Il y a bien une chose que Cédric O regrette : « Est-ce que ça marche ? Techniquement, il n'y a pas de problème. Est-ce que les Français l'ont suffisamment adopté ? Insuffisamment » reconnait-il. « Peut-être que nous aurions dû être plus pédagogue, qu'on leur dise que quand on ferme le smartphone l'application continue de fonctionner. Peut-être que nous aurions dû accentuer la communication, car ce qu'on voit dans les études c'est que les gens ne comprennent pas très bien à quoi ça sert ». En d'autres termes, l'insuccès de StopCovid est donc dû… aux gens. Pas sûr que cette défense tienne le choc très longtemps face aux contempteurs de l'application.

Mais il le martèle : « Je ne regrette pas de l'avoir fait indépendamment d'Apple et de Google ». Mais « est-ce que la situation actuelle me satisfait ? Non plus ». Cédric O soulève un point intéressant : le fait que StopCovid ait été un échec — il le reconnait à demi-mots — ne doit pas, selon lui, être un « contre-exemple pour d'autres solutions technologiques dans des situations sanitaires. On aurait tort de se servir de ces outils. Les difficultés de StopCovid ne doivent pas nous empêcher de continuer à innover ». Sous entendu : la France devrait rester maître de ses solutions technologiques.

La taxe GAFA refilée aux consommateurs

Dans cette même interview au long cours, le secrétaire d'État est revenu sur la taxe sur les services numériques, et sur le fait que les premiers concernés, en l'occurrence Apple, Google et Amazon, aient refilé la facture aux développeurs, aux annonceurs, ou vendeurs tiers. Cédric O défend le principe d'une taxation sur les géants du numérique : c'est une question « légitime », il ne faut « pas reculer », et « il est normal d'augmenter la taxation globale des géants du numérique ».

Le nœud central du problème, c'est la position oligopolistique de ces grandes entreprises : « Ces sociétés ont la capacité de répercuter une partie des taxes sur les consommateurs ou sur les entreprises avec lesquelles elles sont en affaires (…) Si en face d'elles, il y avait de la concurrence qui avait décidé de ne pas répercuter cette taxe, elles ne le feraient pas ». Sur le marché du smartphone, il prend l'exemple du Play Store et de l'App Store : il n'y a pas d'autres options.

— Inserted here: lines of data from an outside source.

//! Service-level configuration.

use std::fs;
use std::path::Path;

use serde::{Deserialize, Serialize};

use crate::error::{HoplonError, Result};

/// Tuning knobs for [`SearchService`](crate::search::SearchService).
///
/// Every field has a default, so a partial JSON file only overrides what it
/// names:
///
/// ```json
/// { "fuzzyTolerance": 0.1, "suggestLimit": 8 }
/// ```
#[derive(Debug, Clone, PartialEq, Serialize, Deserialize)]
#[serde(default, rename_all = "camelCase")]
pub struct ServiceConfig {
    /// Whether query terms also match index terms they are a prefix of.
    pub prefix_search: bool,
    /// Fuzzy tolerance for search (fraction of term length).
    pub fuzzy_tolerance: f64,
    /// Page size used when a request does not specify one. Applied by
    /// [`SearchService::search_params`](crate::search::SearchService::search_params)
    /// and the CLI. [`SearchParams::new`](crate::query::SearchParams::new)
    /// keeps its own default of 10.
    pub default_limit: usize,
    /// Number of suggestions used when a request does not specify one.
    /// Applied by
    /// [`SearchService::suggest_params`](crate::search::SearchService::suggest_params)
    /// and the CLI.
    pub suggest_limit: usize,
    /// Fuzzy tolerance for suggestions.
    pub suggest_fuzzy_tolerance: f64,
}

impl Default for ServiceConfig {
    fn default() -> Self {
        ServiceConfig {
            prefix_search: true,
            fuzzy_tolerance: 0.2,
            default_limit: 10,
            suggest_limit: 5,
            suggest_fuzzy_tolerance: 0.2,
        }
    }
}

impl ServiceConfig {
    /// Load a configuration from a JSON file.
    pub fn load_from_file<P: AsRef<Path>>(path: P) -> Result<Self> {
        let path = path.as_ref();
        let content = fs::read_to_string(path).map_err(|e| {
            HoplonError::invalid_config(format!("failed to read '{}': {e}", path.display()))
        })?;
        let config: ServiceConfig = serde_json::from_str(&content).map_err(|e| {
            HoplonError::invalid_config(format!("failed to parse '{}': {e}", path.display()))
        })?;
        config.validate()
    }

    /// Check value ranges.
    pub fn validate(self) -> Result<Self> {
        if self.default_limit == 0 || self.suggest_limit == 0 {
            return Err(HoplonError::invalid_config("limits must be greater than 0"));
        }
        if !(self.fuzzy_tolerance >= 0.0 && self.suggest_fuzzy_tolerance >= 0.0) {
            return Err(HoplonError::invalid_config(
                "fuzzy tolerances must be non-negative numbers",
            ));
        }
        Ok(self)
    }
}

« Donc vous êtes enfermé dans cette situation de fermeture des marchés. Le vrai sujet des GAFA, ce sont les questions qui sont actuellement sur la table au niveau européen sur leur régulation », explique-t-il. Mais alors, est-ce qu'il revient à la puissance publique de réguler ces acteurs privés ? Il n'y a aucun doute pour Cédric O.

Le gouvernement pense qu'Apple, Google, Facebook et Amazon sont devenus des infrastructures essentielles, et en tant que telles, elles sont incontournables. C'est donc qu'elles doivent être régulées par la puissance publique. On ne peut pas laisser toute une partie de notre infrastructure entre les mains d'acteurs privés.

Les règles de la concurrence ne sont plus adaptées et elles nécessitent « une mise à jour », explique-t-il. Et puisque « les amendes ne suffisent plus », cela doit passer par une régulation au niveau européen.